(Items listed in a dataset)
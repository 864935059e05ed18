//! Scope authorizer.
//!
//! The decision is an ordered list of guards. Each guard either decides
//! (`Some(decision)`) or passes (`None`) to the next one; when no guard
//! decides, the request is denied.

use crate::auth::Credential;
use std::collections::BTreeSet;
use thiserror::Error;

/// Outcome of an authorization check
#[derive(Debug, Clone, PartialEq, Eq)]
pub enum Decision {
    Allow,
    Deny(DenyReason),
}

#[derive(Debug, Clone, PartialEq, Eq)]
pub enum DenyReason {
    /// The matched route has no policy entry
    NoPolicy,
    /// The credential lacks these required scopes
    MissingScopes(BTreeSet<String>),
    /// No guard could establish that the request is allowed
    Unproven,
}

/// The authorizer was called without an authenticated credential.
/// This is a wiring error, not an end-user denial.
#[derive(Debug, Error, PartialEq, Eq)]
#[error("No credential available for authorization")]
pub struct MissingContext;

type Guard = fn(&Credential, Option<&BTreeSet<String>>) -> Option<Decision>;

/// Guards in evaluation order
const GUARDS: &[Guard] = &[route_has_policy, credential_carries_required_scopes];

fn route_has_policy(_: &Credential, required: Option<&BTreeSet<String>>) -> Option<Decision> {
    match required {
        None => Some(Decision::Deny(DenyReason::NoPolicy)),
        Some(_) => None,
    }
}

fn credential_carries_required_scopes(
    credential: &Credential,
    required: Option<&BTreeSet<String>>,
) -> Option<Decision> {
    let required = required?;
    let claimed = credential.claims.scopes();
    let missing: BTreeSet<String> = required.difference(&claimed).cloned().collect();
    if missing.is_empty() {
        Some(Decision::Allow)
    } else {
        Some(Decision::Deny(DenyReason::MissingScopes(missing)))
    }
}

/// Decides whether `credential` may use a route requiring `required` scopes.
///
/// `required` is `None` when the route has no policy entry, which denies.
pub fn authorize(
    credential: Option<&Credential>,
    required: Option<&BTreeSet<String>>,
) -> Result<Decision, MissingContext> {
    let credential = credential.ok_or(MissingContext)?;
    let decision = GUARDS
        .iter()
        .find_map(|guard| guard(credential, required))
        .unwrap_or(Decision::Deny(DenyReason::Unproven));
    Ok(decision)
}

#[cfg(test)]
mod tests {
    use super::*;
    use crate::auth::token::TokenClaims;

    fn credential(scope: &str) -> Credential {
        Credential {
            access_token: "token".to_string(),
            token_type: "Bearer".to_string(),
            claims: TokenClaims {
                sub: Some("u1".to_string()),
                client_id: Some("c1".to_string()),
                scope: Some(scope.to_string()),
                scp: Vec::new(),
                exp: u64::MAX,
                iat: None,
                iss: None,
            },
        }
    }

    fn set(names: &[&str]) -> BTreeSet<String> {
        names.iter().map(|s| s.to_string()).collect()
    }

    #[test]
    fn test_allow_when_scopes_are_a_superset() {
        let decision = authorize(Some(&credential("a b c")), Some(&set(&["a", "b"]))).unwrap();
        assert_eq!(decision, Decision::Allow);
    }

    #[test]
    fn test_deny_lists_missing_scopes() {
        let decision = authorize(Some(&credential("a")), Some(&set(&["a", "b", "c"]))).unwrap();
        assert_eq!(
            decision,
            Decision::Deny(DenyReason::MissingScopes(set(&["b", "c"])))
        );
    }

    #[test]
    fn test_deny_without_policy() {
        let decision = authorize(Some(&credential("a b c")), None).unwrap();
        assert_eq!(decision, Decision::Deny(DenyReason::NoPolicy));
    }

    #[test]
    fn test_deny_token_without_scopes() {
        let mut credential = credential("");
        credential.claims.scope = None;
        let decision = authorize(Some(&credential), Some(&set(&["a"]))).unwrap();
        assert!(matches!(decision, Decision::Deny(_)));
    }

    #[test]
    fn test_explicitly_empty_policy_allows() {
        let decision = authorize(Some(&credential("")), Some(&BTreeSet::new())).unwrap();
        assert_eq!(decision, Decision::Allow);
    }

    #[test]
    fn test_missing_credential_is_an_error() {
        assert_eq!(authorize(None, Some(&set(&["a"]))), Err(MissingContext));
    }
}
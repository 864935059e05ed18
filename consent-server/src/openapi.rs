use crate::state::AppState;
use axum::{routing::get, Json, Router};
use utoipa::openapi::security::{HttpAuthScheme, HttpBuilder, SecurityScheme};
use utoipa::{Modify, OpenApi};

pub(crate) const HEALTH_TAG: &str = "Health API";
pub(crate) const CONSENT_TAG: &str = "Consent API";

#[derive(OpenApi)]
#[openapi(
    paths(
        crate::api::health::health_check,
        crate::api::health::ready_check,
        crate::api::authorizations::get_authorizations,
        crate::api::authorizations::post_authorizations,
        crate::api::authorizations::put_authorizations,
    ),
    components(schemas(crate::api::authorizations::ConsentRequest)),
    modifiers(&BearerAuth),
    tags(
        (name = HEALTH_TAG, description = "Health check endpoints"),
        (name = CONSENT_TAG, description = "Consent read and write endpoints"),
    ),
    info(
        title = "Consent API",
        description = "OAuth2 consent and authorization microservice",
        version = "0.1.0"
    )
)]
pub(crate) struct ApiDoc;

/// Registers the bearer access token security scheme
struct BearerAuth;

impl Modify for BearerAuth {
    fn modify(&self, openapi: &mut utoipa::openapi::OpenApi) {
        let components = openapi.components.get_or_insert_with(Default::default);
        components.add_security_scheme(
            "bearer",
            SecurityScheme::Http(
                HttpBuilder::new()
                    .scheme(HttpAuthScheme::Bearer)
                    .bearer_format("JWT")
                    .build(),
            ),
        );
    }
}

/// Serves the OpenAPI JSON document
pub(crate) fn router(api_doc: utoipa::openapi::OpenApi) -> Router<AppState> {
    Router::new().route(
        "/openapi.json",
        get(move || {
            let api_doc = api_doc.clone();
            async move { Json(api_doc) }
        }),
    )
}
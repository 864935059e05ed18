use axum::{body::Body, http::Request, middleware::Next, response::Response};
use http::{HeaderName, HeaderValue};
use uuid::Uuid;

pub(crate) static REQUEST_ID_HEADER: HeaderName = HeaderName::from_static("x-request-id");

/// Correlation id of the current request, stored in the request extensions
#[derive(Debug, Clone, PartialEq, Eq)]
pub struct RequestId(pub String);

/// Tags every request with a correlation id and echoes it on the response.
///
/// A non-empty `x-request-id` header sent by the caller is reused, otherwise
/// a UUID v4 is generated.
pub async fn request_id_middleware(mut req: Request<Body>, next: Next) -> Response {
    let request_id = req
        .headers()
        .get(&REQUEST_ID_HEADER)
        .and_then(|value| value.to_str().ok())
        .map(str::trim)
        .filter(|value| !value.is_empty())
        .map(str::to_string)
        .unwrap_or_else(|| Uuid::new_v4().to_string());

    req.extensions_mut().insert(RequestId(request_id.clone()));
    let mut response = next.run(req).await;

    if let Ok(value) = HeaderValue::from_str(&request_id) {
        response
            .headers_mut()
            .insert(REQUEST_ID_HEADER.clone(), value);
    }
    response
}

#[cfg(test)]
mod tests {
    use super::*;
    use axum::{middleware, routing::get, Extension, Router};
    use tower::ServiceExt;

    fn app() -> Router {
        Router::new()
            .route(
                "/",
                get(|Extension(id): Extension<RequestId>| async move { id.0 }),
            )
            .layer(middleware::from_fn(request_id_middleware))
    }

    #[tokio::test]
    async fn test_request_id_is_echoed() {
        let request = Request::builder()
            .uri("/")
            .header("x-request-id", "abc-123")
            .body(Body::empty())
            .unwrap();
        let response = app().oneshot(request).await.unwrap();
        assert_eq!(response.headers()["x-request-id"], "abc-123");
    }

    #[tokio::test]
    async fn test_request_id_is_generated() {
        let request = Request::builder().uri("/").body(Body::empty()).unwrap();
        let response = app().oneshot(request).await.unwrap();
        let id = response.headers()["x-request-id"].to_str().unwrap();
        assert!(Uuid::parse_str(id).is_ok());
    }
}
pub mod authorizer;
pub mod token;

use crate::auth::token::{TokenClaims, TokenVerifier};
use axum::{
    http::StatusCode,
    response::{IntoResponse, Response},
};
use log::debug;
use serde_json::json;

/// A bearer credential that passed the validity predicate
#[derive(Debug, Clone, PartialEq)]
pub struct Credential {
    pub access_token: String,
    pub token_type: String,
    pub claims: TokenClaims,
}

/// Per-request context handed down the pipeline.
///
/// Created by the authentication layer and stored in the request extensions;
/// it never outlives the request.
#[derive(Debug, Clone)]
pub struct RequestContext {
    pub request_id: String,
    pub credential: Credential,
}

#[derive(Debug, Clone, Copy, PartialEq, Eq)]
pub enum AuthError {
    /// Header absent, empty or not of the form `Bearer <token>`
    MissingCredential,
    /// Token present but rejected by the validity predicate
    InvalidCredential,
}

impl IntoResponse for AuthError {
    fn into_response(self) -> Response {
        let error_message = match self {
            AuthError::MissingCredential => "Authorization: Bearer <token> not found in request.",
            AuthError::InvalidCredential => "Invalid access token.",
        };
        let body = axum::Json(json!({
            "error": error_message,
        }));
        (StatusCode::UNAUTHORIZED, body).into_response()
    }
}

/// Splits an `Authorization` header value into `(scheme, token)`.
///
/// The value must consist of exactly two whitespace-separated parts, the first
/// being `bearer` in any case.
pub fn extract_bearer(raw_header: Option<&str>) -> Result<(&str, &str), AuthError> {
    let raw_header = raw_header.ok_or(AuthError::MissingCredential)?;
    let mut parts = raw_header.split_whitespace();
    match (parts.next(), parts.next(), parts.next()) {
        (Some(scheme), Some(token), None) if scheme.eq_ignore_ascii_case("bearer") => {
            Ok((scheme, token))
        }
        _ => Err(AuthError::MissingCredential),
    }
}

/// The authentication gate: header in, credential out
#[derive(Debug)]
pub struct Authenticator {
    verifier: TokenVerifier,
}

impl Authenticator {
    pub fn new(verifier: TokenVerifier) -> Self {
        Self { verifier }
    }

    pub fn authenticate(
        &self,
        request_id: &str,
        raw_header: Option<&str>,
    ) -> Result<Credential, AuthError> {
        debug!("[{}] Checking Authorization: Bearer <token> in request", request_id);
        let (scheme, token) = extract_bearer(raw_header)?;
        debug!("[{}] Authorization: Bearer <token> found for request", request_id);

        match self.verifier.verify(token) {
            Ok(claims) => {
                debug!("[{}] Valid access token", request_id);
                Ok(Credential {
                    access_token: token.to_string(),
                    token_type: scheme.to_string(),
                    claims,
                })
            }
            Err(e) => {
                debug!("[{}] Invalid access token: {}", request_id, e);
                Err(AuthError::InvalidCredential)
            }
        }
    }
}

#[cfg(test)]
mod tests {
    use super::token::tests::{sign_token, TEST_SECRET};
    use super::*;
    use jsonwebtoken::{Algorithm, DecodingKey};

    fn authenticator() -> Authenticator {
        Authenticator::new(TokenVerifier::new(
            DecodingKey::from_secret(TEST_SECRET.as_bytes()),
            Algorithm::HS256,
        ))
    }

    #[test]
    fn test_extract_bearer_accepts_any_case() {
        assert_eq!(extract_bearer(Some("Bearer abc")), Ok(("Bearer", "abc")));
        assert_eq!(extract_bearer(Some("bearer abc")), Ok(("bearer", "abc")));
        assert_eq!(extract_bearer(Some("BEARER  abc ")), Ok(("BEARER", "abc")));
    }

    #[test]
    fn test_extract_bearer_rejects_malformed_headers() {
        for header in [
            None,
            Some(""),
            Some("   "),
            Some("Bearer"),
            Some("abc"),
            Some("Basic abc"),
            Some("Bearer abc def"),
        ] {
            assert_eq!(
                extract_bearer(header),
                Err(AuthError::MissingCredential),
                "header {:?} should be rejected",
                header
            );
        }
    }

    #[test]
    fn test_authenticate_valid_token() {
        let token = sign_token("read", 300);
        let header = format!("Bearer {}", token);
        let credential = authenticator()
            .authenticate("req-1", Some(&header))
            .expect("token should be accepted");
        assert_eq!(credential.access_token, token);
        assert_eq!(credential.token_type, "Bearer");
        assert_eq!(credential.claims.client_id.as_deref(), Some("c1"));
    }

    #[test]
    fn test_authenticate_expired_token() {
        let header = format!("Bearer {}", sign_token("read", -300));
        assert_eq!(
            authenticator().authenticate("req-1", Some(&header)),
            Err(AuthError::InvalidCredential)
        );
    }

    #[test]
    fn test_authenticate_malformed_header() {
        assert_eq!(
            authenticator().authenticate("req-1", Some("Token abc")),
            Err(AuthError::MissingCredential)
        );
    }
}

### ASSIGNMENT
Could you return exactly the lines above from the line with "let mut response = next.run(req).await;" to the line with "async fn test_request_id_is_generated()", both included, and nothing else?

### ANSWER TO THIS EXERCISE
    let mut response = next.run(req).await;

    if let Ok(value) = HeaderValue::from_str(&request_id) {
        response
            .headers_mut()
            .insert(REQUEST_ID_HEADER.clone(), value);
    }
    response
}

#[cfg(test)]
mod tests {
    use super::*;
    use axum::{middleware, routing::get, Extension, Router};
    use tower::ServiceExt;

    fn app() -> Router {
        Router::new()
            .route(
                "/",
                get(|Extension(id): Extension<RequestId>| async move { id.0 }),
            )
            .layer(middleware::from_fn(request_id_middleware))
    }

    #[tokio::test]
    async fn test_request_id_is_echoed() {
        let request = Request::builder()
            .uri("/")
            .header("x-request-id", "abc-123")
            .body(Body::empty())
            .unwrap();
        let response = app().oneshot(request).await.unwrap();
        assert_eq!(response.headers()["x-request-id"], "abc-123");
    }

    #[tokio::test]
    async fn test_request_id_is_generated() {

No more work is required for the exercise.